2. ONE besorgt über Trends der Entwicklungspolitik
In einem Interview mit der Dumont-Mediengruppe, das sowohl in der Berliner Zeitung als auch der Frankfurter Rundschau erschienen ist, kommentiert Stephan Exo-Kreischer, Deutschland-Direktor der Entwicklungsorganisation ONE, die aktuellen Herausforderungen der nationalen und globalen Entwicklungspolitik. Die aktuelle Diskussion rund um das Stichwort ‚Fluchtursachenbekämpfung‘ drohe die Entwicklungszusammenarbeit zu einem Instrument der Migrationssteuerung zu reduzieren. Zudem sei er besorget, dass trotz steigender Entwicklungsmittel gerade der Anteil der Mittel für die am wenigsten entwickelten Länder wie Südsudan oder Niger sinke. Sorge bereite ihm auch die Budgetpläne von US-Präsident Donald Trump. In diesem Jahr sei es dem US-Kongress allerdings gelungen, angestrebte Kürzungen der US-Entwicklungsmittel zu verhindern, was andernfalls unter anderem den internationalen Kampf gegen HIV/Aids um Jahre zurückgeworfen hätte. Das deutsche Entwicklungsministerium müsse sich im Sinne einer effizienteren und effektiveren Hilfe stärker auf multilaterale Projekte konzentrieren als bisher.

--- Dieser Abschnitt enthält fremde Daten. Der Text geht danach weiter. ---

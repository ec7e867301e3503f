// Jellyfin Presence
// Mirrors what a Jellyfin user is listening to as a Discord "Listening" status

mod artwork;
mod config;
mod jellyfin;
mod media_monitor;
mod presence;
mod text_cleanup;

use anyhow::Result;
use artwork::{ArtCache, ArtResolver, CatboxPublisher};
use clap::Parser;
use config::Config;
use jellyfin::JellyfinClient;
use media_monitor::Monitor;
use presence::DiscordPresence;
use std::path::PathBuf;
use std::process;
use std::time::Duration;
use text_cleanup::TextCleaner;

const CONNECT_TIMEOUT: Duration = Duration::from_secs(15);

#[derive(Debug, Parser)]
#[command(version, about)]
struct Args {
    /// Configuration file (defaults to the user config directory)
    #[arg(short, long)]
    config: Option<PathBuf>,

    /// Artwork cache file, overriding `cache_path` from the config
    #[arg(long)]
    cache: Option<PathBuf>,

    /// Poll once, update the presence, then exit
    #[arg(long)]
    once: bool,

    /// Enable debug logging
    #[arg(short, long)]
    verbose: bool,
}

fn main() {
    let args = Args::parse();

    let default_filter = if args.verbose { "debug" } else { "info" };
    env_logger::Builder::from_env(env_logger::Env::default().default_filter_or(default_filter))
        .init();

    let config = match load_config(&args) {
        Ok(config) => config,
        Err(e) => {
            log::error!("{:#}", e);
            process::exit(1);
        }
    };

    log::info!("Connecting to Discord RPC...");
    let sink = match DiscordPresence::connect(&config.discord.client_id, CONNECT_TIMEOUT) {
        Ok(sink) => sink,
        Err(e) => {
            eprintln!("\nFailed to connect to Discord: {:#}", e);
            eprintln!("Please check the following:");
            eprintln!("  1. Is the Discord desktop application running?");
            eprintln!("  2. Is discord.client_id in the config file correct?");
            eprintln!(
                "  3. Go to Discord Settings > Activity Privacy > \
                 'Share your activity status by default' and ensure it's enabled."
            );
            process::exit(1);
        }
    };
    log::info!("Discord RPC connected");

    let timeout = Duration::from_secs(config.request_timeout);
    let cache = ArtCache::load(&config.cache_path);
    let resolver = ArtResolver::new(
        cache,
        CatboxPublisher::new(&config.artwork.upload_url, timeout),
        config.jellyfin.base_url(),
        &config.artwork.placeholder,
    );

    let mut monitor = Monitor::new(
        JellyfinClient::new(&config.jellyfin, timeout),
        resolver,
        sink,
        TextCleaner::new(&config.cleanup),
        config.jellyfin.base_url(),
    );

    if args.once {
        let update = monitor.tick();
        log::info!("Single poll finished: {:?}", update);
        return;
    }

    monitor.run(Duration::from_secs(config.refresh_interval));
}

fn load_config(args: &Args) -> Result<Config> {
    let mut config = match &args.config {
        Some(path) => Config::load_from(path)?,
        None => Config::load()?,
    };

    if let Some(cache) = &args.cache {
        config.cache_path = cache.clone();
    }

    Ok(config)
}
// Artwork module
// Turns a track's album/track identifier into a publicly reachable image

pub mod cache;
pub mod publisher;

pub use cache::ArtCache;
pub use publisher::{CatboxPublisher, ImagePublisher};

/// Resolves artwork URLs, publishing each identifier at most once
///
/// Successful uploads are remembered in the cache (and on disk); failures are
/// not, so the next call for the same identifier tries again.
pub struct ArtResolver<P> {
    cache: ArtCache,
    publisher: P,
    server_url: String,
    placeholder: String,
}

impl<P: ImagePublisher> ArtResolver<P> {
    pub fn new(
        cache: ArtCache,
        publisher: P,
        server_url: impl Into<String>,
        placeholder: impl Into<String>,
    ) -> Self {
        let server_url = server_url.into().trim_end_matches('/').to_string();
        Self {
            cache,
            publisher,
            server_url,
            placeholder: placeholder.into(),
        }
    }

    #[cfg(test)]
    pub fn cache(&self) -> &ArtCache {
        &self.cache
    }

    /// Where the media server serves the primary image for `key`
    pub fn source_url(&self, key: &str) -> String {
        format!("{}/Items/{}/Images/Primary", self.server_url, key)
    }

    /// Public URL for the artwork, or the placeholder key if there is none
    pub fn resolve(&mut self, album_id: Option<&str>, track_id: Option<&str>) -> String {
        let Some(key) = artwork_key(album_id, track_id) else {
            return self.placeholder.clone();
        };

        if let Some(url) = self.cache.get(key) {
            return url.to_string();
        }

        let source = self.source_url(key);
        match self.publisher.publish(&source) {
            Ok(url) => {
                self.cache.insert_and_persist(key, url.as_str());
                url
            }
            Err(e) => {
                log::warn!("Could not publish artwork for {}: {}", key, e);
                self.placeholder.clone()
            }
        }
    }
}

/// Album identifier when present, otherwise the track identifier
pub fn artwork_key<'a>(album_id: Option<&'a str>, track_id: Option<&'a str>) -> Option<&'a str> {
    album_id
        .filter(|id| !id.is_empty())
        .or(track_id.filter(|id| !id.is_empty()))
}
// Jellyfin session polling
// Finds the track the configured user is currently listening to

use crate::config::JellyfinConfig;
use serde::{Deserialize, Deserializer};
use serde_json::Value;
use std::io;
use std::time::Duration;

/// What a user is playing right now, as reported by the media server
#[derive(Debug, Clone, PartialEq, Eq)]
pub struct TrackSnapshot {
    pub id: String,
    pub name: String,
    pub artists: Vec<String>,
    pub album: Option<String>,
    pub album_id: Option<String>,
    /// Playback position in 100ns ticks
    pub position_ticks: i64,
}

impl TrackSnapshot {
    pub fn position_millis(&self) -> i64 {
        self.position_ticks / 10_000
    }
}

/// Source of "now playing" information for one tick
pub trait SessionProvider {
    /// `None` when nothing is playing or the server could not be asked
    fn now_playing(&self) -> Option<TrackSnapshot>;
}

#[derive(Debug, Deserialize)]
#[serde(rename_all = "PascalCase")]
struct Session {
    user_id: Option<String>,
    now_playing_item: Option<NowPlayingItem>,
    play_state: Option<PlayState>,
}

#[derive(Debug, Deserialize)]
#[serde(rename_all = "PascalCase")]
struct NowPlayingItem {
    id: String,
    #[serde(default, deserialize_with = "null_as_default")]
    name: String,
    #[serde(default, deserialize_with = "null_as_default")]
    artists: Vec<String>,
    album: Option<String>,
    album_id: Option<String>,
    #[serde(rename = "Type")]
    kind: Option<String>,
}

#[derive(Debug, Deserialize)]
#[serde(rename_all = "PascalCase")]
struct PlayState {
    position_ticks: Option<i64>,
}

/// Jellyfin sends `null` for unset fields as often as it omits them
fn null_as_default<'de, D, T>(deserializer: D) -> Result<T, D::Error>
where
    D: Deserializer<'de>,
    T: Deserialize<'de> + Default,
{
    Ok(Option::<T>::deserialize(deserializer)?.unwrap_or_default())
}

pub struct JellyfinClient {
    base_url: String,
    api_key: String,
    user_id: String,
    timeout: Duration,
}

impl JellyfinClient {
    pub fn new(config: &JellyfinConfig, timeout: Duration) -> Self {
        Self {
            base_url: config.base_url().to_string(),
            api_key: config.api_key.clone(),
            user_id: config.user_id.clone(),
            timeout,
        }
    }

    /// Raw session objects; each one is decoded on its own in `select_track`
    fn fetch_sessions(&self) -> attohttpc::Result<Vec<Value>> {
        attohttpc::get(format!("{}/Sessions", self.base_url))
            .header("X-Emby-Token", self.api_key.as_str())
            .timeout(self.timeout)
            .send()?
            .error_for_status()?
            .json()
    }
}

impl SessionProvider for JellyfinClient {
    fn now_playing(&self) -> Option<TrackSnapshot> {
        match self.fetch_sessions() {
            Ok(sessions) => select_track(sessions, &self.user_id),
            Err(e) => {
                if !is_connection_refused(&e) {
                    log::error!("Error fetching Jellyfin sessions: {}", e);
                }
                None
            }
        }
    }
}

/// Server offline is the normal state when nobody is listening
fn is_connection_refused(error: &attohttpc::Error) -> bool {
    match error.kind() {
        attohttpc::ErrorKind::Io(e) => e.kind() == io::ErrorKind::ConnectionRefused,
        _ => false,
    }
}

/// First audio session belonging to `user_id`
///
/// Sessions that do not decode are skipped, so one odd client cannot hide
/// the track playing on another.
fn select_track(sessions: Vec<Value>, user_id: &str) -> Option<TrackSnapshot> {
    sessions.into_iter().find_map(|raw| {
        let session = match serde_json::from_value::<Session>(raw) {
            Ok(session) => session,
            Err(e) => {
                log::debug!("Skipping undecodable Jellyfin session: {}", e);
                return None;
            }
        };
        if session.user_id.as_deref() != Some(user_id) {
            return None;
        }
        let item = session.now_playing_item?;
        if item.kind.as_deref() != Some("Audio") {
            return None;
        }

        Some(TrackSnapshot {
            id: item.id,
            name: item.name,
            artists: item.artists,
            album: item.album,
            album_id: item.album_id,
            position_ticks: session
                .play_state
                .and_then(|state| state.position_ticks)
                .unwrap_or(0),
        })
    })
}
// Artwork publishing
// Re-hosts an image from the (possibly private) media server on a public image host

use attohttpc::header::CONTENT_TYPE;
use attohttpc::{MultipartBuilder, MultipartFile};
use std::time::Duration;
use thiserror::Error;

const DEFAULT_CONTENT_TYPE: &str = "image/jpeg";
const UPLOAD_FILE_NAME: &str = "cover.jpg";

#[derive(Debug, Error)]
pub enum PublishError {
    #[error("failed to fetch artwork: {0}")]
    Fetch(#[source] attohttpc::Error),

    #[error("artwork source answered with status {0}")]
    FetchStatus(u16),

    #[error("artwork source returned an empty image")]
    EmptyPayload,

    #[error("failed to upload artwork: {0}")]
    Upload(#[source] attohttpc::Error),

    #[error("image host rejected upload ({status}): {body}")]
    Rejected { status: u16, body: String },
}

/// Something that can turn a source image URL into a public one
pub trait ImagePublisher {
    fn publish(&self, source_url: &str) -> Result<String, PublishError>;
}

/// Uploads to a catbox-style host: multipart `reqtype=fileupload` plus a
/// `fileToUpload` file part, answered with the public URL as plain text.
#[derive(Debug, Clone)]
pub struct CatboxPublisher {
    upload_url: String,
    timeout: Duration,
}

impl CatboxPublisher {
    pub fn new(upload_url: impl Into<String>, timeout: Duration) -> Self {
        Self {
            upload_url: upload_url.into(),
            timeout,
        }
    }

    /// Download the source image, returning its bytes and content type
    fn fetch(&self, source_url: &str) -> Result<(Vec<u8>, String), PublishError> {
        let response = attohttpc::get(source_url)
            .timeout(self.timeout)
            .send()
            .map_err(PublishError::Fetch)?;

        if !response.is_success() {
            return Err(PublishError::FetchStatus(response.status().as_u16()));
        }

        let content_type = response
            .headers()
            .get(CONTENT_TYPE)
            .and_then(|value| value.to_str().ok())
            .filter(|value| !value.is_empty())
            .unwrap_or(DEFAULT_CONTENT_TYPE)
            .to_string();

        let bytes = response.bytes().map_err(PublishError::Fetch)?;
        Ok((bytes, content_type))
    }

    fn upload(&self, bytes: &[u8], content_type: &str) -> Result<String, PublishError> {
        let file = MultipartFile::new("fileToUpload", bytes)
            .with_type(content_type)
            .or_else(|_| {
                log::debug!(
                    "Unusable content type '{}', uploading as {}",
                    content_type,
                    DEFAULT_CONTENT_TYPE
                );
                MultipartFile::new("fileToUpload", bytes).with_type(DEFAULT_CONTENT_TYPE)
            })
            .map_err(PublishError::Upload)?
            .with_filename(UPLOAD_FILE_NAME);

        let form = MultipartBuilder::new()
            .with_text("reqtype", "fileupload")
            .with_file(file)
            .build()
            .map_err(PublishError::Upload)?;

        let response = attohttpc::post(&self.upload_url)
            .timeout(self.timeout)
            .body(form)
            .send()
            .map_err(PublishError::Upload)?;

        let status = response.status().as_u16();
        let success = response.is_success();
        let body = response.text().map_err(PublishError::Upload)?;
        let body = body.trim();

        if success && body.starts_with("http") {
            Ok(body.to_string())
        } else {
            Err(PublishError::Rejected {
                status,
                body: body.to_string(),
            })
        }
    }
}

impl ImagePublisher for CatboxPublisher {
    fn publish(&self, source_url: &str) -> Result<String, PublishError> {
        let (bytes, content_type) = self.fetch(source_url)?;

        if bytes.is_empty() {
            return Err(PublishError::EmptyPayload);
        }

        log::debug!(
            "Uploading {} bytes of {} from {}",
            bytes.len(),
            content_type,
            source_url
        );

        let url = self.upload(&bytes, &content_type)?;
        log::info!("Published artwork at {}", url);
        Ok(url)
    }
}

#[cfg(test)]
mod tests {
    use super::*;
    use std::io::{ErrorKind, Read, Write};
    use std::net::{TcpListener, TcpStream};
    use std::sync::mpsc;
    use std::thread;

    /// Reads one HTTP/1.1 request, headers and body, as lossy text
    fn read_request(stream: &mut TcpStream) -> String {
        let mut data = Vec::new();
        let mut buf = [0u8; 4096];

        let header_end = loop {
            let n = stream.read(&mut buf).unwrap();
            if n == 0 {
                return String::from_utf8_lossy(&data).into_owned();
            }
            data.extend_from_slice(&buf[..n]);
            if let Some(pos) = data.windows(4).position(|w| w == b"\r\n\r\n") {
                break pos + 4;
            }
        };

        let head = String::from_utf8_lossy(&data[..header_end]).to_ascii_lowercase();
        let content_length = head
            .lines()
            .find_map(|line| line.strip_prefix("content-length:"))
            .and_then(|value| value.trim().parse::<usize>().ok());
        let chunked = head.contains("transfer-encoding: chunked");

        loop {
            let body = &data[header_end..];
            let done = match content_length {
                Some(len) => body.len() >= len,
                None if chunked => body.ends_with(b"0\r\n\r\n"),
                None => true,
            };
            if done {
                break;
            }
            let n = stream.read(&mut buf).unwrap();
            if n == 0 {
                break;
            }
            data.extend_from_slice(&buf[..n]);
        }

        String::from_utf8_lossy(&data).into_owned()
    }

    /// Serves a single canned response and hands back the request it saw
    fn serve_once(
        status: &str,
        content_type: Option<&str>,
        body: &[u8],
    ) -> (String, mpsc::Receiver<String>) {
        let listener = TcpListener::bind("127.0.0.1:0").unwrap();
        let url = format!("http://{}/", listener.local_addr().unwrap());

        let mut response = format!("HTTP/1.1 {}\r\nConnection: close\r\n", status).into_bytes();
        if let Some(content_type) = content_type {
            response.extend_from_slice(format!("Content-Type: {}\r\n", content_type).as_bytes());
        }
        response.extend_from_slice(format!("Content-Length: {}\r\n\r\n", body.len()).as_bytes());
        response.extend_from_slice(body);

        let (tx, rx) = mpsc::channel();
        thread::spawn(move || {
            let (mut stream, _) = listener.accept().unwrap();
            let request = read_request(&mut stream);
            stream.write_all(&response).unwrap();
            let _ = tx.send(request);
        });

        (url, rx)
    }

    fn publisher(upload_url: &str) -> CatboxPublisher {
        CatboxPublisher::new(upload_url, Duration::from_secs(5))
    }

    #[test]
    fn empty_image_is_rejected_before_upload() {
        let (art_url, _art) = serve_once("200 OK", Some("image/jpeg"), b"");
        let upload = TcpListener::bind("127.0.0.1:0").unwrap();
        let upload_url = format!("http://{}/", upload.local_addr().unwrap());

        let result = publisher(&upload_url).publish(&art_url);

        assert!(matches!(result, Err(PublishError::EmptyPayload)));
        upload.set_nonblocking(true).unwrap();
        let err = upload.accept().unwrap_err();
        assert_eq!(err.kind(), ErrorKind::WouldBlock);
    }

    #[test]
    fn successful_upload_returns_public_url() {
        let (art_url, _art) = serve_once("200 OK", Some("image/png"), b"\x89PNG fake");
        let (upload_url, upload) =
            serve_once("200 OK", Some("text/plain"), b"https://files.catbox.moe/abc123.png\n");

        let url = publisher(&upload_url).publish(&art_url).unwrap();
        assert_eq!(url, "https://files.catbox.moe/abc123.png");

        let request = upload.recv().unwrap();
        assert!(request.starts_with("POST "));
        assert!(request.contains("name=\"reqtype\""));
        assert!(request.contains("fileupload"));
        assert!(request.contains("name=\"fileToUpload\""));
        assert!(request.contains("filename=\"cover.jpg\""));
        assert!(request.contains("image/png"));
        assert!(request.contains("PNG fake"));
    }

    #[test]
    fn missing_content_type_defaults_to_jpeg() {
        let (art_url, _art) = serve_once("200 OK", None, b"jpeg bytes");
        let (upload_url, upload) = serve_once("200 OK", None, b"https://files.catbox.moe/x.jpg");

        publisher(&upload_url).publish(&art_url).unwrap();

        let request = upload.recv().unwrap();
        assert!(request.contains("image/jpeg"));
    }

    #[test]
    fn non_url_body_is_a_failure() {
        let (art_url, _art) = serve_once("200 OK", Some("image/jpeg"), b"bytes");
        let (upload_url, _upload) = serve_once("200 OK", None, b"Something went wrong");

        match publisher(&upload_url).publish(&art_url) {
            Err(PublishError::Rejected { status, body }) => {
                assert_eq!(status, 200);
                assert_eq!(body, "Something went wrong");
            }
            other => panic!("expected rejection, got {:?}", other),
        }
    }

    #[test]
    fn error_status_is_a_failure() {
        let (art_url, _art) = serve_once("200 OK", Some("image/jpeg"), b"bytes");
        let (upload_url, _upload) =
            serve_once("412 Precondition Failed", None, b"https://looks.like/a/url");

        let result = publisher(&upload_url).publish(&art_url);
        assert!(matches!(result, Err(PublishError::Rejected { status: 412, .. })));
    }

    #[test]
    fn missing_source_image_is_a_failure() {
        let (art_url, _art) = serve_once("404 Not Found", None, b"");
        let result = publisher("http://127.0.0.1:9/").publish(&art_url);
        assert!(matches!(result, Err(PublishError::FetchStatus(404))));
    }

    #[test]
    fn unreachable_source_is_a_failure() {
        let closed = TcpListener::bind("127.0.0.1:0").unwrap();
        let art_url = format!("http://{}/", closed.local_addr().unwrap());
        drop(closed);

        let result = publisher("http://127.0.0.1:9/").publish(&art_url);
        assert!(matches!(result, Err(PublishError::Fetch(_))));
    }
}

3. Klimawandel trifft Frauen härter als Männer
Wie der Deutschlandfunk und evangelisch.de berichten, trifft der Klimawandel Frauen stärker als Männer. Zu diesem Ergebnis komme die französische Frauenrechtsorganisation WECF. Wenn beispielsweise Brunnen versiegen oder die Ernte karg ausfalle, seien es in erster Linie die Frauen, die weitere Wegstrecken laufen müssen, um Trinkwasser zu holen. Im Falle von Naturkatastrophen wie dem Tsunami in Südostasien überlebten zudem dreimal mehr Männer als Frauen – möglicherweise, weil letztere seltener schwimmen können. Erst seit dem Weltklimagipfel in Doha im Jahr 2012 sei die Rolle von Frauen im Klimakontext anerkannt worden.